Hoje, quase tudo passa por um cadastro: banco, plano de saúde, loja, aplicativo, rede social. Nome, CPF, telefone, endereço, renda. O cidadão fornece seus dados confiando que serão protegidos. O problema começa quando essa confiança é quebrada.
Cada vez mais pessoas relatam situações semelhantes: começam a receber ligações suspeitas, mensagens de golpes, cobranças estranhas ou tentativas de fraude. Em comum, um detalhe incômodo: ninguém autorizou o uso daqueles dados.
A pergunta que fica é direta: quem responde quando seus dados vazam?
Dados não vazam sozinhos
Vazamentos de dados não são obra do acaso. Eles acontecem porque alguém armazenou mal, compartilhou indevidamente ou deixou de adotar medidas mínimas de segurança.
Quando uma empresa coleta dados pessoais, ela assume o dever de protegê-los. Isso não é gentileza é obrigação legal. A Lei Geral de Proteção de Dados existe justamente para estabelecer limites claros: quem coleta dados deve cuidar deles.
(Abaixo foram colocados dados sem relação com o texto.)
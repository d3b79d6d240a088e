//! Integration tests for the shared tournament store.

use round_robin_tournament::{
    ErrorKind, ResolverSettings, RoundType, TournamentError, TournamentStatus, TournamentStore,
};
use std::sync::Arc;
use std::thread;
use uuid::Uuid;

fn store() -> TournamentStore {
    TournamentStore::new(ResolverSettings::default())
}

#[test]
fn create_validates_participant_count() {
    let s = store();
    assert_eq!(
        s.create_tournament(2, None),
        Err(TournamentError::InvalidParticipantCount(2))
    );
    assert_eq!(s.create_tournament(9, None).unwrap_err().kind(), ErrorKind::Validation);
    let id = s.create_tournament(8, Some("Friday Pong")).unwrap();
    assert_eq!(s.get(id).unwrap().name, "Friday Pong");
}

#[test]
fn empty_tournament_is_incomplete_without_winner() {
    let s = store();
    let id = s.create_tournament(3, None).unwrap();
    let view = s.view(id).unwrap();
    assert_eq!(view.tournament.status, TournamentStatus::Incomplete);
    assert!(view.tournament.winner_ids.is_empty());
    assert!(view.matches.is_empty());
}

#[test]
fn unknown_ids_are_not_found() {
    let s = store();
    let missing = Uuid::new_v4();
    assert_eq!(s.view(missing), Err(TournamentError::TournamentNotFound(missing)));
    assert_eq!(
        s.register_players(missing, &["A", "B", "C"]).unwrap_err().kind(),
        ErrorKind::NotFound
    );
    assert_eq!(
        s.submit_match_result(missing, 1, 0),
        Err(TournamentError::MatchNotFound(missing))
    );
    assert_eq!(s.match_details(missing).unwrap_err().kind(), ErrorKind::NotFound);
}

#[test]
fn failed_registration_leaves_tournament_empty() {
    let s = store();
    let id = s.create_tournament(4, None).unwrap();
    let err = s.register_players(id, &["A", "B", "B", "C"]).unwrap_err();
    assert_eq!(err.kind(), ErrorKind::Validation);

    let t = s.get(id).unwrap();
    assert!(t.players.is_empty());
    assert!(t.matches.is_empty());

    let view = s.register_players(id, &["A", "B", "C", "D"]).unwrap();
    assert_eq!(view.players.len(), 4);
    assert_eq!(view.matches.len(), 6);
    assert_eq!(view.tournament.status, TournamentStatus::Incomplete);
    assert!(view.tournament.winner_ids.is_empty());
}

#[test]
fn full_flow_through_tie_break() {
    let s = store();
    let id = s.create_tournament(3, None).unwrap();
    let view = s.register_players(id, &["A", "B", "C"]).unwrap();

    // player_1 wins every regular match: A 2, B 1, C 0 -> A wins outright
    for m in &view.matches {
        let start = s.start_match(m.id).unwrap();
        assert_eq!(start.tournament_id, id);
        s.submit_match_result(m.id, 11, 7).unwrap();
    }
    let view = s.view(id).unwrap();
    assert_eq!(view.tournament.status, TournamentStatus::Complete);
    assert_eq!(view.tournament.winner_ids, vec![view.players[0].id]);

    let details = s.match_details(view.matches[0].id).unwrap();
    assert_eq!(details.winner.as_deref(), Some("A"));
    assert_eq!(details.score_player1, Some(11));
}

#[test]
fn tie_break_matches_can_be_submitted_by_id() {
    let s = store();
    let id = s.create_tournament(3, None).unwrap();
    let view = s.register_players(id, &["A", "B", "C"]).unwrap();
    for m in &view.matches {
        s.submit_match_result(m.id, 3, 3).unwrap();
    }

    let view = s.view(id).unwrap();
    let extra: Vec<_> = view.matches.iter().filter(|m| m.is_additional).collect();
    assert_eq!(extra.len(), 3);
    assert!(extra.iter().all(|m| m.round == RoundType::TieBreak(1)));
    assert_eq!(view.tournament.winner_ids.len(), 3);
    assert_eq!(s.view(id).unwrap(), view);

    // first tie-break: A beats B, A beats C, B beats C
    for m in &extra {
        s.submit_match_result(m.id, 2, 1).unwrap();
    }
    let view = s.view(id).unwrap();
    assert_eq!(view.tournament.winner_ids, vec![view.players[0].id]);
    assert_eq!(view.players[0].score, 2);
}

#[test]
fn resubmission_is_rejected() {
    let s = store();
    let id = s.create_tournament(3, None).unwrap();
    let match_id = s.register_players(id, &["A", "B", "C"]).unwrap().matches[0].id;

    let first = s.submit_match_result(match_id, 1, 0).unwrap();
    let err = s.submit_match_result(match_id, 0, 1).unwrap_err();
    assert_eq!(err, TournamentError::MatchAlreadyComplete(match_id));
    assert_eq!(err.kind(), ErrorKind::AlreadyComplete);
    assert_eq!(s.start_match(match_id).unwrap_err().kind(), ErrorKind::AlreadyComplete);

    let t = s.get(id).unwrap();
    assert_eq!(t.get_match(match_id), Some(&first));
}

#[test]
fn concurrent_submissions_for_one_match_only_one_wins() {
    let s = Arc::new(store());
    let id = s.create_tournament(3, None).unwrap();
    let match_id = s.register_players(id, &["A", "B", "C"]).unwrap().matches[0].id;

    let handles: Vec<_> = (0..8u32)
        .map(|i| {
            let s = Arc::clone(&s);
            thread::spawn(move || s.submit_match_result(match_id, i + 1, 0))
        })
        .collect();
    let results: Vec<_> = handles.into_iter().map(|h| h.join().unwrap()).collect();

    assert_eq!(results.iter().filter(|r| r.is_ok()).count(), 1);
    assert!(results
        .iter()
        .filter_map(|r| r.as_ref().err())
        .all(|e| *e == TournamentError::MatchAlreadyComplete(match_id)));
}

#[test]
fn standings_export() {
    let s = store();
    let id = s.create_tournament(3, None).unwrap();
    let view = s.register_players(id, &["A", "B", "C"]).unwrap();
    for m in &view.matches {
        s.submit_match_result(m.id, 0, 5).unwrap();
    }
    // player_2 wins every match: C 2, B 1, A 0
    let csv = s.standings_csv(id).unwrap();
    assert_eq!(csv, "rank,nickname,score\n1,C,2\n2,B,1\n3,A,0\n");
}
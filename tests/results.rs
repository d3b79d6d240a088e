//! Integration tests for match results and standings.

use round_robin_tournament::{
    compute_standings, record_match_result, register_players, start_match, view::match_details,
    GameMatch, RoundType, Tournament, TournamentError, TournamentStatus,
};
use uuid::Uuid;

fn tournament(n: usize) -> Tournament {
    let names: Vec<String> = (0..n).map(|i| format!("P{i}")).collect();
    let mut t = Tournament::new(n, None).unwrap();
    register_players(&mut t, &names).unwrap();
    t
}

#[test]
fn higher_score_wins_and_equal_is_draw() {
    let mut t = tournament(3);
    let ids: Vec<_> = t.matches.iter().map(|m| m.id).collect();

    let m = record_match_result(&mut t, ids[0], 5, 3).unwrap().clone();
    assert_eq!(m.winner, Some(m.player_1));
    assert!(m.is_complete);

    let m = record_match_result(&mut t, ids[1], 1, 4).unwrap().clone();
    assert_eq!(m.winner, Some(m.player_2));

    let m = record_match_result(&mut t, ids[2], 2, 2).unwrap().clone();
    assert_eq!(m.winner, None);
    assert!(m.is_complete);

    assert_eq!(t.status(), TournamentStatus::Complete);
}

#[test]
fn completed_match_is_not_resubmitted() {
    let mut t = tournament(3);
    let id = t.matches[0].id;
    record_match_result(&mut t, id, 3, 1).unwrap();
    let before = t.matches[0].clone();

    assert_eq!(
        record_match_result(&mut t, id, 0, 9),
        Err(TournamentError::MatchAlreadyComplete(id))
    );
    assert_eq!(t.matches[0], before);
}

#[test]
fn unknown_match_is_not_found() {
    let mut t = tournament(3);
    let missing = Uuid::new_v4();
    assert_eq!(
        record_match_result(&mut t, missing, 1, 0),
        Err(TournamentError::MatchNotFound(missing))
    );
    assert_eq!(start_match(&t, missing), Err(TournamentError::MatchNotFound(missing)));
}

#[test]
fn start_match_returns_nicknames_until_played() {
    let mut t = tournament(3);
    let id = t.matches[0].id;
    let start = start_match(&t, id).unwrap();
    assert_eq!(start.tournament_id, t.id);
    assert_eq!((start.player1.as_str(), start.player2.as_str()), ("P0", "P1"));

    record_match_result(&mut t, id, 1, 0).unwrap();
    assert_eq!(start_match(&t, id), Err(TournamentError::MatchAlreadyComplete(id)));
}

#[test]
fn scores_sum_to_decided_matches() {
    let mut t = tournament(5);
    let ids: Vec<_> = t.matches.iter().map(|m| m.id).collect();
    for (i, id) in ids.iter().enumerate() {
        // every third match is a draw, the rest alternate winners
        let (s1, s2) = match i % 3 {
            0 => (2, 2),
            1 => (3, 0),
            _ => (0, 3),
        };
        record_match_result(&mut t, *id, s1, s2).unwrap();
    }

    let standings = compute_standings(&t);
    let decided = t.matches.iter().filter(|m| m.is_complete && m.winner.is_some()).count();
    assert_eq!(standings.iter().map(|s| s.score as usize).sum::<usize>(), decided);
    for s in &standings {
        let won = t.matches.iter().filter(|m| m.winner == Some(s.player_id)).count();
        assert_eq!(s.score as usize, won);
    }
}

#[test]
fn dangling_player_reference_is_reported() {
    let mut t = tournament(3);
    let ghost = Uuid::new_v4();
    let m = GameMatch::new(t.players[0].id, ghost, RoundType::RoundRobin);
    let id = m.id;
    t.matches.push(m);

    assert_eq!(start_match(&t, id), Err(TournamentError::PlayerNotFound(ghost)));
    assert_eq!(match_details(&t, id), Err(TournamentError::PlayerNotFound(ghost)));
}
Se há falha, há responsabilidade.
O cidadão paga a conta
Na prática, porém, o prejuízo costuma recair sobre a vítima. É ela quem perde tempo, sofre estresse, tem o nome negativado, a conta invadida ou o crédito comprometido.
Enquanto isso, as empresas envolvidas muitas vezes se limitam a respostas genéricas: “não identificamos falha em nossos sistemas”. Como se o dano simplesmente tivesse surgido do nada.
Dados vazados não são apenas números. Eles permitem golpes direcionados, fraudes bancárias e constrangimentos reais.
O que a lei diz, de forma simples
A legislação brasileira é clara: Dados pessoais só podem ser usados para a finalidade informada; devem ser protegidos contra acessos indevidos; o titular tem direito à informação e à reparação do dano; falhas de segurança geram responsabilidade.
Não importa se o vazamento foi causado por ataque externo ou erro interno. Quem coleta os dados responde pela segurança deles.
A falsa normalização do vazamento
Tratar vazamento de dados como algo inevitável é perigoso. Isso transfere o risco da atividade para o cidadão, que não controla sistemas, servidores nem políticas internas de segurança.
Tecnologia sem responsabilidade cria vítimas silenciosas.
Conclusão
Se você não autorizou o uso dos seus dados, alguém falhou. E falha gera dever de responder.
O cidadão não pode ser obrigado a conviver com prejuízos causados por negligência alheia.
Dados pessoais não são favor concedido às empresas. São direitos do cidadão.